* [Task instructions]
Work out how many lines in the entries below include the word "configured". Give nothing but the number.
Data shown: Begin
//! Google Sign-In ID token verification for the allow-list login mode.
//!
//! 1. Read the `kid` from the JWT header
//! 2. Look the key up in Google's JWKS (cached in-memory for an hour)
//! 3. Verify RS256 signature, expiry, audience (our Google client id) and issuer
//!
//! The caller then checks the verified email against the configured allow-list.

use chrono::{Duration, Utc};
use dashmap::DashMap;
use jsonwebtoken::{decode, Algorithm, DecodingKey, Validation};
use once_cell::sync::Lazy;
use serde::Deserialize;

pub const GOOGLE_JWKS_URI: &str = "https://www.googleapis.com/oauth2/v3/certs";

const GOOGLE_ISSUERS: [&str; 2] = ["accounts.google.com", "https://accounts.google.com"];

// ── Types ────────────────────────────────────────────────────

#[derive(Debug, Clone, Deserialize)]
pub struct Jwks {
    pub keys: Vec<Jwk>,
}

#[derive(Debug, Clone, Deserialize)]
pub struct Jwk {
    pub kty: String,
    pub kid: Option<String>,
    pub alg: Option<String>,
    pub n: Option<String>,
    pub e: Option<String>,
}

/// Verified claims of a Google ID token.
#[derive(Debug, Clone, Deserialize)]
pub struct GoogleClaims {
    pub sub: String,
    pub email: Option<String>,
    #[serde(default)]
    pub email_verified: bool,
    pub exp: i64,
}

// ── JWKS Cache ───────────────────────────────────────────────

struct CachedJwks {
    jwks: Jwks,
    fetched_at: chrono::DateTime<Utc>,
}

static JWKS_CACHE: Lazy<DashMap<String, CachedJwks>> = Lazy::new(DashMap::new);

const JWKS_CACHE_TTL_SECS: i64 = 3600;

/// Fetch the key set, served from cache while fresh.
pub async fn get_jwks(jwks_uri: &str) -> anyhow::Result<Jwks> {
    if let Some(cached) = JWKS_CACHE.get(jwks_uri) {
        if Utc::now() - cached.fetched_at < Duration::seconds(JWKS_CACHE_TTL_SECS) {
            return Ok(cached.jwks.clone());
        }
    }

    tracing::info!(jwks_uri = %jwks_uri, "fetching JWKS keys");
    let resp = reqwest::get(jwks_uri).await?.error_for_status()?;
    let jwks: Jwks = resp.json().await?;

    JWKS_CACHE.insert(
        jwks_uri.to_string(),
        CachedJwks {
            jwks: jwks.clone(),
            fetched_at: Utc::now(),
        },
    );

    Ok(jwks)
}

// ── JWT Validation ───────────────────────────────────────────

/// Key id from the JWT header, without verifying anything.
pub fn extract_kid(token: &str) -> Option<String> {
    jsonwebtoken::decode_header(token).ok()?.kid
}

/// Verify a Google ID token issued for `client_id`.
pub async fn verify_id_token(
    id_token: &str,
    client_id: &str,
    jwks_uri: &str,
) -> anyhow::Result<GoogleClaims> {
    let kid = extract_kid(id_token).ok_or_else(|| anyhow::anyhow!("ID token has no key id"))?;
    let jwks = get_jwks(jwks_uri).await?;

    let jwk = jwks
        .keys
        .iter()
        .find(|k| k.kid.as_deref() == Some(kid.as_str()))
        .ok_or_else(|| anyhow::anyhow!("no JWKS key matches kid '{}'", kid))?;

    if jwk.kty != "RSA" {
        anyhow::bail!("unsupported key type '{}'", jwk.kty);
    }
    let (n, e) = match (&jwk.n, &jwk.e) {
        (Some(n), Some(e)) => (n, e),
        _ => anyhow::bail!("JWKS key '{}' lacks RSA components", kid),
    };
    let key = DecodingKey::from_rsa_components(n, e)?;

    let mut validation = Validation::new(Algorithm::RS256);
    validation.set_audience(&[client_id]);
    validation.set_issuer(&GOOGLE_ISSUERS);

    let data = decode::<GoogleClaims>(id_token, &key, &validation)?;
    Ok(data.claims)
}
//! Redirect URI allow-list for the authorization-code grant.

use once_cell::sync::Lazy;
use regex::Regex;

const GOOGLE_REDIRECT: &str = "https://oauth-redirect.googleusercontent.com/r/";
const GOOGLE_SANDBOX_REDIRECT: &str = "https://oauth-redirect-sandbox.googleusercontent.com/r/";

static PORT: Lazy<Regex> = Lazy::new(|| Regex::new(r":\d+").expect("static regex"));

/// Strip the first `:<port>` so forwarded or proxied ports compare equal.
fn without_port(uri: &str) -> String {
    PORT.replacen(uri, 1, "").into_owned()
}

/// True when `redirect_uri` starts with `own_uri`, ports ignored, and the
/// match ends on a path, query or fragment boundary.
fn matches_own_origin(redirect_uri: &str, own_uri: &str) -> bool {
    let own = without_port(own_uri);
    let own = own.trim_end_matches('/');
    if own.is_empty() {
        return false;
    }
    let redirect = without_port(redirect_uri);
    match redirect.strip_prefix(own) {
        Some(rest) => rest.is_empty() || rest.starts_with(['/', '?', '#']),
        None => false,
    }
}

/// Accepts the two Google callback hosts for `project_id`, or our own origin.
pub fn is_valid_redirect_uri(
    redirect_uri: &str,
    project_id: Option<&str>,
    own_uri: Option<&str>,
) -> bool {
    if let Some(own) = own_uri {
        if matches_own_origin(redirect_uri, own) {
            return true;
        }
    }

    let Some(project_id) = project_id.filter(|p| !p.is_empty()) else {
        tracing::warn!("redirect uri rejected: no project id configured");
        return false;
    };

    let valid = [GOOGLE_REDIRECT, GOOGLE_SANDBOX_REDIRECT]
        .iter()
        .any(|prefix| redirect_uri.strip_prefix(*prefix) == Some(project_id));
    if !valid {
        tracing::warn!(redirect_uri, "invalid redirect uri");
    }
    valid
}
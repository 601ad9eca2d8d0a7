//! Prometheus metrics for the bridge.
//!
//! Each `Metrics` owns its registry, so several routers (tests) can coexist
//! in one process. The `/metrics` handler renders it in text format.

use prometheus::{
    histogram_opts, opts, CounterVec, Encoder, HistogramVec, Registry, TextEncoder,
};

pub struct Metrics {
    registry: Registry,

    // Counters
    intents_total: CounterVec,
    execute_results_total: CounterVec,
    token_grants_total: CounterVec,
    state_reports_total: CounterVec,

    // Histograms
    dispatch_seconds: HistogramVec,
}

impl Metrics {
    pub fn new() -> prometheus::Result<Self> {
        let registry = Registry::new();

        let intents_total = CounterVec::new(
            opts!("smarthome_intents_total", "Intents handled, by outcome"),
            &["intent", "outcome"],
        )?;
        let execute_results_total = CounterVec::new(
            opts!(
                "smarthome_execute_results_total",
                "EXECUTE device/command results by status"
            ),
            &["status"],
        )?;
        let token_grants_total = CounterVec::new(
            opts!("smarthome_token_grants_total", "Token endpoint grants"),
            &["grant", "outcome"],
        )?;
        let state_reports_total = CounterVec::new(
            opts!(
                "smarthome_state_reports_total",
                "HomeGraph report and sync calls"
            ),
            &["kind", "outcome"],
        )?;
        let dispatch_seconds = HistogramVec::new(
            histogram_opts!(
                "smarthome_dispatch_seconds",
                "Intent dispatch latency in seconds",
                vec![0.001, 0.005, 0.01, 0.05, 0.1, 0.25, 0.5, 1.0, 2.5]
            ),
            &["intent"],
        )?;

        registry.register(Box::new(intents_total.clone()))?;
        registry.register(Box::new(execute_results_total.clone()))?;
        registry.register(Box::new(token_grants_total.clone()))?;
        registry.register(Box::new(state_reports_total.clone()))?;
        registry.register(Box::new(dispatch_seconds.clone()))?;

        Ok(Self {
            registry,
            intents_total,
            execute_results_total,
            token_grants_total,
            state_reports_total,
            dispatch_seconds,
        })
    }

    pub fn record_intent(&self, intent: &str, outcome: &str, elapsed_secs: f64) {
        self.intents_total
            .with_label_values(&[intent, outcome])
            .inc();
        self.dispatch_seconds
            .with_label_values(&[intent])
            .observe(elapsed_secs);
    }

    pub fn record_execute_result(&self, status: &str) {
        self.execute_results_total
            .with_label_values(&[status])
            .inc();
    }

    pub fn record_grant(&self, grant: &str, outcome: &str) {
        self.token_grants_total
            .with_label_values(&[grant, outcome])
            .inc();
    }

    pub fn record_report(&self, kind: &str, outcome: &str) {
        self.state_reports_total
            .with_label_values(&[kind, outcome])
            .inc();
    }

    /// Prometheus text exposition of everything in this registry.
    pub fn encode(&self) -> String {
        let encoder = TextEncoder::new();
        let mut buffer = Vec::new();
        if let Err(e) = encoder.encode(&self.registry.gather(), &mut buffer) {
            tracing::error!("failed to encode metrics: {}", e);
        }
        String::from_utf8(buffer).unwrap_or_default()
    }
}
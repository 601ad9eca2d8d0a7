use std::net::{IpAddr, SocketAddr};
use std::sync::Arc;

use axum::{
    body::Bytes,
    extract::{ConnectInfo, State},
    http::{header, HeaderMap, StatusCode},
    response::{Html, IntoResponse, Response},
    Json,
};
use serde_json::{json, Value};

use crate::errors::AppError;
use crate::net::is_local_ip;
use crate::AppState;

const CHECK_PAGE: &str = include_str!("check.html");

fn peer_ip(connect: Option<ConnectInfo<SocketAddr>>) -> Option<IpAddr> {
    connect.map(|ConnectInfo(addr)| addr.ip())
}

fn parse_body(body: &Bytes) -> Result<Value, AppError> {
    serde_json::from_slice(body)
        .map_err(|e| AppError::MalformedRequest(format!("invalid JSON body: {}", e)))
}

/// Credentials first: an unauthenticated caller never gets the body parsed.
async fn fulfill(
    state: &AppState,
    peer: Option<IpAddr>,
    headers: &HeaderMap,
    body: &Bytes,
) -> Result<Json<Value>, AppError> {
    let authorization = headers
        .get(header::AUTHORIZATION)
        .and_then(|v| v.to_str().ok());
    let Some(identity) = state.dispatcher.authenticate(authorization, peer).await? else {
        return Ok(Json(json!({})));
    };
    let body = parse_body(body)?;
    Ok(Json(state.dispatcher.dispatch(&identity, &body).await?))
}

/// POST {root}/smarthome
pub async fn cloud(
    State(state): State<Arc<AppState>>,
    connect: Option<ConnectInfo<SocketAddr>>,
    headers: HeaderMap,
    body: Bytes,
) -> Result<Json<Value>, AppError> {
    fulfill(&state, peer_ip(connect), &headers, &body).await
}

/// POST {localRoot}/smarthome: same envelope, same-network callers only.
pub async fn local(
    State(state): State<Arc<AppState>>,
    connect: Option<ConnectInfo<SocketAddr>>,
    headers: HeaderMap,
    body: Bytes,
) -> Result<Json<Value>, AppError> {
    let peer = peer_ip(connect);
    if !peer.map(is_local_ip).unwrap_or(false) {
        tracing::warn!(peer = ?peer, "local route called from a non-local address");
        return Ok(Json(json!({})));
    }

    fulfill(&state, peer, &headers, &body).await
}

/// OPTIONS preflight; the allow-headers header is added by the router.
pub async fn preflight() -> impl IntoResponse {
    (StatusCode::OK, "null")
}

/// GET {root}/check
pub async fn check(State(state): State<Arc<AppState>>) -> Response {
    tracing::debug!("reachability check");
    if state.config.debug {
        (
            [(
                header::CONTENT_SECURITY_POLICY,
                "default-src 'self' 'unsafe-inline'",
            )],
            Html(CHECK_PAGE),
        )
            .into_response()
    } else {
        "SUCCESS".into_response()
    }
}

/// GET /metrics
pub async fn metrics(State(state): State<Arc<AppState>>) -> impl IntoResponse {
    (
        [(header::CONTENT_TYPE, "text/plain; version=0.0.4")],
        state.metrics.encode(),
    )
}
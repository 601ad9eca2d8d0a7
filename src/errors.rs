use axum::http::StatusCode;
use axum::response::{IntoResponse, Response};
use axum::Json;
use serde_json::json;
use thiserror::Error;

use crate::auth::AuthError;

#[derive(Debug, Error)]
pub enum AppError {
    /// Missing or malformed bearer credentials, or a token that does not validate.
    #[error("unauthenticated: {0}")]
    Unauthenticated(&'static str),

    #[error("invalid grant")]
    InvalidGrant,

    #[error("invalid client")]
    InvalidClient,

    #[error("unsupported grant type: {0}")]
    UnsupportedGrantType(String),

    #[error("malformed request: {0}")]
    MalformedRequest(String),

    /// The device registry could not produce devices or states.
    #[error("registry failure: {0}")]
    Registry(anyhow::Error),

    #[error("internal error: {0}")]
    Internal(#[from] anyhow::Error),
}

impl From<AuthError> for AppError {
    fn from(err: AuthError) -> Self {
        match err {
            AuthError::InvalidGrant(_) | AuthError::ExpiredGrant | AuthError::InvalidRedirect => {
                AppError::InvalidGrant
            }
            AuthError::InvalidClient => AppError::InvalidClient,
            AuthError::TokenSpaceExhausted => AppError::Internal(err.into()),
        }
    }
}

impl IntoResponse for AppError {
    fn into_response(self) -> Response {
        let (status, msg) = match &self {
            AppError::Unauthenticated(reason) => {
                tracing::warn!(reason, "rejecting unauthenticated request");
                (StatusCode::UNAUTHORIZED, "missing inputs".to_string())
            }
            AppError::InvalidGrant => (StatusCode::BAD_REQUEST, "invalid_grant".to_string()),
            AppError::InvalidClient => (StatusCode::UNAUTHORIZED, "invalid_client".to_string()),
            AppError::UnsupportedGrantType(_) => (
                StatusCode::BAD_REQUEST,
                "unsupported_grant_type".to_string(),
            ),
            AppError::MalformedRequest(reason) => {
                tracing::warn!(reason = %reason, "malformed request");
                (StatusCode::BAD_REQUEST, reason.clone())
            }
            AppError::Registry(e) => {
                tracing::error!("device registry failure: {:#}", e);
                (StatusCode::INTERNAL_SERVER_ERROR, "failed".to_string())
            }
            AppError::Internal(e) => {
                tracing::error!("internal error: {:#}", e);
                (
                    StatusCode::INTERNAL_SERVER_ERROR,
                    "internal server error".to_string(),
                )
            }
        };

        (status, Json(json!({ "error": msg }))).into_response()
    }
}

#[cfg(test)]
mod tests {
    use super::*;

    async fn body_json(resp: Response) -> serde_json::Value {
        let bytes = axum::body::to_bytes(resp.into_body(), usize::MAX)
            .await
            .unwrap();
        serde_json::from_slice(&bytes).unwrap()
    }

    #[tokio::test]
    async fn test_unauthenticated_maps_to_401() {
        let resp = AppError::Unauthenticated("missing authorization header").into_response();
        assert_eq!(resp.status(), StatusCode::UNAUTHORIZED);
        assert_eq!(body_json(resp).await["error"], "missing inputs");
    }

    #[tokio::test]
    async fn test_registry_failure_maps_to_500() {
        let resp = AppError::Registry(anyhow::anyhow!("no devices")).into_response();
        assert_eq!(resp.status(), StatusCode::INTERNAL_SERVER_ERROR);
        assert_eq!(body_json(resp).await["error"], "failed");
    }

    #[test]
    fn test_auth_errors_collapse_to_invalid_grant() {
        assert!(matches!(
            AppError::from(AuthError::ExpiredGrant),
            AppError::InvalidGrant
        ));
        assert!(matches!(
            AppError::from(AuthError::InvalidRedirect),
            AppError::InvalidGrant
        ));
        assert!(matches!(
            AppError::from(AuthError::InvalidClient),
            AppError::InvalidClient
        ));
        assert!(matches!(
            AppError::from(AuthError::TokenSpaceExhausted),
            AppError::Internal(_)
        ));
    }
}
Data shown: End
* [Task result]
2